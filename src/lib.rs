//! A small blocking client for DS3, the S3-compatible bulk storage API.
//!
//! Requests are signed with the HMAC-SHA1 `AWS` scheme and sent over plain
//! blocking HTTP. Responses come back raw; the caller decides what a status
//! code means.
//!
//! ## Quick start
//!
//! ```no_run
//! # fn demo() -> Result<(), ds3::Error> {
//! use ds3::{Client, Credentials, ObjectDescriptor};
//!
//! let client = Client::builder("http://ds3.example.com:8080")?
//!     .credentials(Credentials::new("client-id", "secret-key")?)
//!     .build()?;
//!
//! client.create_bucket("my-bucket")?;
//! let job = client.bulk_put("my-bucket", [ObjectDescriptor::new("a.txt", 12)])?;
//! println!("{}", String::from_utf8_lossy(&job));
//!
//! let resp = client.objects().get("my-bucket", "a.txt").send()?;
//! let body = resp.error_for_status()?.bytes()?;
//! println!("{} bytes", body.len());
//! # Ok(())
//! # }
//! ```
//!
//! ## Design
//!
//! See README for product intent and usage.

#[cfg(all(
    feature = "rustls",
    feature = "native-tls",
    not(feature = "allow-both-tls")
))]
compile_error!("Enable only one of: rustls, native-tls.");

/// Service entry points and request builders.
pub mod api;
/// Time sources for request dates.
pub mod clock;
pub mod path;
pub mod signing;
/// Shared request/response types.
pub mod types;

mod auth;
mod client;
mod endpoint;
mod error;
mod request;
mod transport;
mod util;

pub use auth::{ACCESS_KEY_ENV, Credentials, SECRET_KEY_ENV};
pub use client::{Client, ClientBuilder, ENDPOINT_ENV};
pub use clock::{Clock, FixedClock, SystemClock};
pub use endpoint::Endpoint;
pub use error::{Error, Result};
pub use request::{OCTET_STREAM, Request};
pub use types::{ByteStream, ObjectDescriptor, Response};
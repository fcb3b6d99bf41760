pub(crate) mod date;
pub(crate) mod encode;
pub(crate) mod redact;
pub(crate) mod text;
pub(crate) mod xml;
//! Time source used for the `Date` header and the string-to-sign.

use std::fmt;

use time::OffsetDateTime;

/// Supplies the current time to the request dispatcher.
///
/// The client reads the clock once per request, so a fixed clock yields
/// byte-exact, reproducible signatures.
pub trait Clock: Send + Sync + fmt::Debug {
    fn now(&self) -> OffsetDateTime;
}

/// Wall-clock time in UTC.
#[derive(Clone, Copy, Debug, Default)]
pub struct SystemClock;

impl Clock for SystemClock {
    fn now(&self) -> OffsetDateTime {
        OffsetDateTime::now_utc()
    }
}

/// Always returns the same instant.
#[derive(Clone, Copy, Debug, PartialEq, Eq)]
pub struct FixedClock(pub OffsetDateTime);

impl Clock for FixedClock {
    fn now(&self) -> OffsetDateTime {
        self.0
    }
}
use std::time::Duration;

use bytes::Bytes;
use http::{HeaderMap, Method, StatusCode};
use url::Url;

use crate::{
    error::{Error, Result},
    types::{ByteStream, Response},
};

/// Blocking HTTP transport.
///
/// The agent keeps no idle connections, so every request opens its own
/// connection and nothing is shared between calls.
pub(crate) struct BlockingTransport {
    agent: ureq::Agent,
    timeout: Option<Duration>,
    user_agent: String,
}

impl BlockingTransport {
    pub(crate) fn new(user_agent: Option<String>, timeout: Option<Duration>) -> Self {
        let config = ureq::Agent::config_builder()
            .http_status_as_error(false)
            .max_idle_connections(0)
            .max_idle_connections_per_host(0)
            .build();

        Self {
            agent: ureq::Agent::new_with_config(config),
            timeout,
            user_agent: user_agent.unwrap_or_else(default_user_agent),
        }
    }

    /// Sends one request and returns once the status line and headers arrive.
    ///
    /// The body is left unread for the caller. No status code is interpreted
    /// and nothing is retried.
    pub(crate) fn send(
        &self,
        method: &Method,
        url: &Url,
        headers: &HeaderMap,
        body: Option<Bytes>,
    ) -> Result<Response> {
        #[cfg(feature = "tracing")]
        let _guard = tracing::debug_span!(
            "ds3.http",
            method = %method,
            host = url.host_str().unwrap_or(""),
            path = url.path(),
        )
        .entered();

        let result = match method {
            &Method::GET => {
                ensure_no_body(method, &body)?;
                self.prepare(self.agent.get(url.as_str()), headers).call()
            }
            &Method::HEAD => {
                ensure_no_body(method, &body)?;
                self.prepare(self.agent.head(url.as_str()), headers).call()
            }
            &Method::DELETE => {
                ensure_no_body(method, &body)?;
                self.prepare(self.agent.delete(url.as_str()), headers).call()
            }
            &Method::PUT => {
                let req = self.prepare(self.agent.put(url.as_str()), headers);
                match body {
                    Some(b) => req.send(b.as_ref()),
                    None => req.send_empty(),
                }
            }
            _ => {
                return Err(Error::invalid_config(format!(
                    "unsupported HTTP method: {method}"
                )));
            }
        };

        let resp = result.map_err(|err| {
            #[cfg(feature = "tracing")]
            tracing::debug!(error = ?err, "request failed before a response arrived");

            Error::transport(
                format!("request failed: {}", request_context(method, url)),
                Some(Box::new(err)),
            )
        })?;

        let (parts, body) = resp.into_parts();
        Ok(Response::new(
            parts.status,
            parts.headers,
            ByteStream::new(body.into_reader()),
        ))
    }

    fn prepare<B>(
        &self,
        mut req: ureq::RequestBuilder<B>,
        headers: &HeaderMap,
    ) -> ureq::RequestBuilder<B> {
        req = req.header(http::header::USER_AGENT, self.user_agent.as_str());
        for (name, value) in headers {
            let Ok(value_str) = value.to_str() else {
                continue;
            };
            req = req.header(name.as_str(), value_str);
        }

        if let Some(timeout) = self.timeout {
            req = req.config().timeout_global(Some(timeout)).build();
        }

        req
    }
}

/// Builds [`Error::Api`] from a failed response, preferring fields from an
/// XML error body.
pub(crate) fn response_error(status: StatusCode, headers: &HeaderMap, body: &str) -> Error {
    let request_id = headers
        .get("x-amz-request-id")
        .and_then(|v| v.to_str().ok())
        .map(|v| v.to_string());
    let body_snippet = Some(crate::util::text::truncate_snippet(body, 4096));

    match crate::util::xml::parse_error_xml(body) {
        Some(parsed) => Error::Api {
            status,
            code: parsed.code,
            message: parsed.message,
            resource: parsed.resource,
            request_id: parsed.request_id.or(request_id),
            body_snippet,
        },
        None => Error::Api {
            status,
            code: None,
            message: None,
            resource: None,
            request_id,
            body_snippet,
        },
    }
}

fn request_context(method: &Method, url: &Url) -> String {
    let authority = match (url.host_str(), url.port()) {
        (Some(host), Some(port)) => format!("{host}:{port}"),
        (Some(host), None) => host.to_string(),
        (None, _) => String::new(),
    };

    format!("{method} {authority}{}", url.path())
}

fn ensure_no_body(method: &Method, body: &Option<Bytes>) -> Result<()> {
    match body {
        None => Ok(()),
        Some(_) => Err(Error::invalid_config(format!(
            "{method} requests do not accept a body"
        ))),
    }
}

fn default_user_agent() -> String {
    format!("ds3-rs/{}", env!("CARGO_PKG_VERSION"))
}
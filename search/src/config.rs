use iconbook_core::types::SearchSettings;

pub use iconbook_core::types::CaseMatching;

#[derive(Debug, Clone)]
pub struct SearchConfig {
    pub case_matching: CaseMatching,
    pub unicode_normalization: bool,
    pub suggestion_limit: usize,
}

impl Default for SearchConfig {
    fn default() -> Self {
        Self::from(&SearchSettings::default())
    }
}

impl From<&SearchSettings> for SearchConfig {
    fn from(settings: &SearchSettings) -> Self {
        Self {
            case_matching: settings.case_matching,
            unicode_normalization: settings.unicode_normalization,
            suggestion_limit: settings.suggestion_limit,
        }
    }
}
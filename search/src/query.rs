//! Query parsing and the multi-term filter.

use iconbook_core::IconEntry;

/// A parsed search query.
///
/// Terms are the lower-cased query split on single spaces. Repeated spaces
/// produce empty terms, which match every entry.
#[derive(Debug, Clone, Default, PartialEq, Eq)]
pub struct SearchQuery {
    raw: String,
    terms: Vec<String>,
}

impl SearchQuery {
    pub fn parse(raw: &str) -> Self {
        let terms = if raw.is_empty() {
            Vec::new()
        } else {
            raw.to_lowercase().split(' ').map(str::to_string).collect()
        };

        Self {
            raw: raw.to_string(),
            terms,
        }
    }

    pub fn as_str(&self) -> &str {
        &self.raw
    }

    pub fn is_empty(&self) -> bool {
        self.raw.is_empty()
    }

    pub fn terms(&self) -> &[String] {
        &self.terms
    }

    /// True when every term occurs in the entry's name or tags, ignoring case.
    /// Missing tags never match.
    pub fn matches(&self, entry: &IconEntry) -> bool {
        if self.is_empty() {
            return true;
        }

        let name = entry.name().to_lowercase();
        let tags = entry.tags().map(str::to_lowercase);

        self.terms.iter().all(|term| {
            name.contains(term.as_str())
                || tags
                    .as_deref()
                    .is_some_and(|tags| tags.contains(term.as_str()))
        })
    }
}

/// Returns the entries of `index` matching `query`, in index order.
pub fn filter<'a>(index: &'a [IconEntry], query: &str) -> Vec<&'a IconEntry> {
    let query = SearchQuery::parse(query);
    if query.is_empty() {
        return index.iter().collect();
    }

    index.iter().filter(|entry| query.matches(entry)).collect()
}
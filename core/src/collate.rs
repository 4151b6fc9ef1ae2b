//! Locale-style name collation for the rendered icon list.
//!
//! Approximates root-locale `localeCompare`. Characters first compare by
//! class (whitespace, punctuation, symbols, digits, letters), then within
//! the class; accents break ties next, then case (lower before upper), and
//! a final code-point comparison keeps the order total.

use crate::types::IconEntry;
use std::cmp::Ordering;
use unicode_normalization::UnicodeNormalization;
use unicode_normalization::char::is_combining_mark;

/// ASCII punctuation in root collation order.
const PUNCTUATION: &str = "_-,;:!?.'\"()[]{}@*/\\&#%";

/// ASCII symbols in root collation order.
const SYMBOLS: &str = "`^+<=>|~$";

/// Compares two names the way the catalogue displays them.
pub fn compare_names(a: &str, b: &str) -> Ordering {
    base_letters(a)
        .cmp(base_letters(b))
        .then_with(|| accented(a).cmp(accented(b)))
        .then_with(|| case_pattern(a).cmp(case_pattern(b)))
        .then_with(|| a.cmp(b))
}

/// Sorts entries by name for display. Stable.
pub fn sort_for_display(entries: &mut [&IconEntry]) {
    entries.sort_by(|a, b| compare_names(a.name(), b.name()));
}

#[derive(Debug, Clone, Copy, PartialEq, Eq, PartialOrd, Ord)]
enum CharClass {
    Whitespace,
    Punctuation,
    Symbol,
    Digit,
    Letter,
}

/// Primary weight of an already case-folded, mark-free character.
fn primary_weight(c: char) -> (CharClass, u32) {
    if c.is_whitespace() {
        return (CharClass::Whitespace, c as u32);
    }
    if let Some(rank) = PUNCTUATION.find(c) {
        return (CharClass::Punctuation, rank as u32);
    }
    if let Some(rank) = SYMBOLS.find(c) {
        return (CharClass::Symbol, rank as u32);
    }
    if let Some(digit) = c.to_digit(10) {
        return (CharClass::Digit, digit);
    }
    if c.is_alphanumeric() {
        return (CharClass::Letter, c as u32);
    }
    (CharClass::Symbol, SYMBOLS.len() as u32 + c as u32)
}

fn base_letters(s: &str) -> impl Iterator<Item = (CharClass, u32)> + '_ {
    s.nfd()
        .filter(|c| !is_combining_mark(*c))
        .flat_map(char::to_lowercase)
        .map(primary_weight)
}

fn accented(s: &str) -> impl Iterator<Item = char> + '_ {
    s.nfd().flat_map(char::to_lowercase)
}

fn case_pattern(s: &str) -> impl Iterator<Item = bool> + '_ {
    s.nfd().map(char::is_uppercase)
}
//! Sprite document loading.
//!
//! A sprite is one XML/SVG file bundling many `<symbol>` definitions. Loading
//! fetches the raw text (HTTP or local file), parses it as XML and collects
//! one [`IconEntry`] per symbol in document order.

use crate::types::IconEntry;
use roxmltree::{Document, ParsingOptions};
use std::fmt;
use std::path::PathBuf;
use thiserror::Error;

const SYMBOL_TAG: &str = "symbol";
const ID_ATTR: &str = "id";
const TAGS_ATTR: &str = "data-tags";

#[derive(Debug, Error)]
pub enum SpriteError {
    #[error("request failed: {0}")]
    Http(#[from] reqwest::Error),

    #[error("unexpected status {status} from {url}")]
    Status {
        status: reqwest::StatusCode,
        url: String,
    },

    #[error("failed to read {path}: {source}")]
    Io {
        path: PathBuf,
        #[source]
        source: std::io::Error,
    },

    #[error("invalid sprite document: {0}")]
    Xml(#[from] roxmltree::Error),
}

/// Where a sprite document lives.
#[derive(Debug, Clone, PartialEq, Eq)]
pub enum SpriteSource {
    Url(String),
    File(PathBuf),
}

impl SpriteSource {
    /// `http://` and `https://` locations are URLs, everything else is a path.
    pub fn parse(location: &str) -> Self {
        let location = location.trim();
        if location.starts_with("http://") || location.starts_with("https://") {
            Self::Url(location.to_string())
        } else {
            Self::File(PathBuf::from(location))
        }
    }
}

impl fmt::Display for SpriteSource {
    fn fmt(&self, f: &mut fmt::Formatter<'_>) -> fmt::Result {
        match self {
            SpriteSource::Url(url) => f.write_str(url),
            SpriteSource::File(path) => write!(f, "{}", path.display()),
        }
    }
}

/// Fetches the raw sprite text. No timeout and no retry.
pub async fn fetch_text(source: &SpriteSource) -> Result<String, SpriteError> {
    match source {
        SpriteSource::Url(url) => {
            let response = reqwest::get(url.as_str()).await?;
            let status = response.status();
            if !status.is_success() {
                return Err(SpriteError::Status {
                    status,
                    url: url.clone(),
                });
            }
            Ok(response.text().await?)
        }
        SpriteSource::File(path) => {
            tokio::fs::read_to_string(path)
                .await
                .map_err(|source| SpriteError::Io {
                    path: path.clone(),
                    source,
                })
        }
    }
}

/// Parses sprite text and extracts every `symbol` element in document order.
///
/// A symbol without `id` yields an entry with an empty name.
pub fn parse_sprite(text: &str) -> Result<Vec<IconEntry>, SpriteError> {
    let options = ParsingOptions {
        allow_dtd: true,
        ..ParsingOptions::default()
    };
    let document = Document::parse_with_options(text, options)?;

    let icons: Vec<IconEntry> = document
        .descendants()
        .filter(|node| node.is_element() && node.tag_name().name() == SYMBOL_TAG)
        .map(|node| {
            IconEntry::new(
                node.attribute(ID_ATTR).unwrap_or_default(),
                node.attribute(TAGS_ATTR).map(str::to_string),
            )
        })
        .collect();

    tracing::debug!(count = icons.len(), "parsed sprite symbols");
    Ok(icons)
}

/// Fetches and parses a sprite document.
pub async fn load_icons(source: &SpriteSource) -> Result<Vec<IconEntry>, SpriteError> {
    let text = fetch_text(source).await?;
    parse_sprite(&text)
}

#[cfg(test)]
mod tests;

Problem details:
Among the lines of the listing above, count those that contain "find" and give only the count.

Expected answer:
2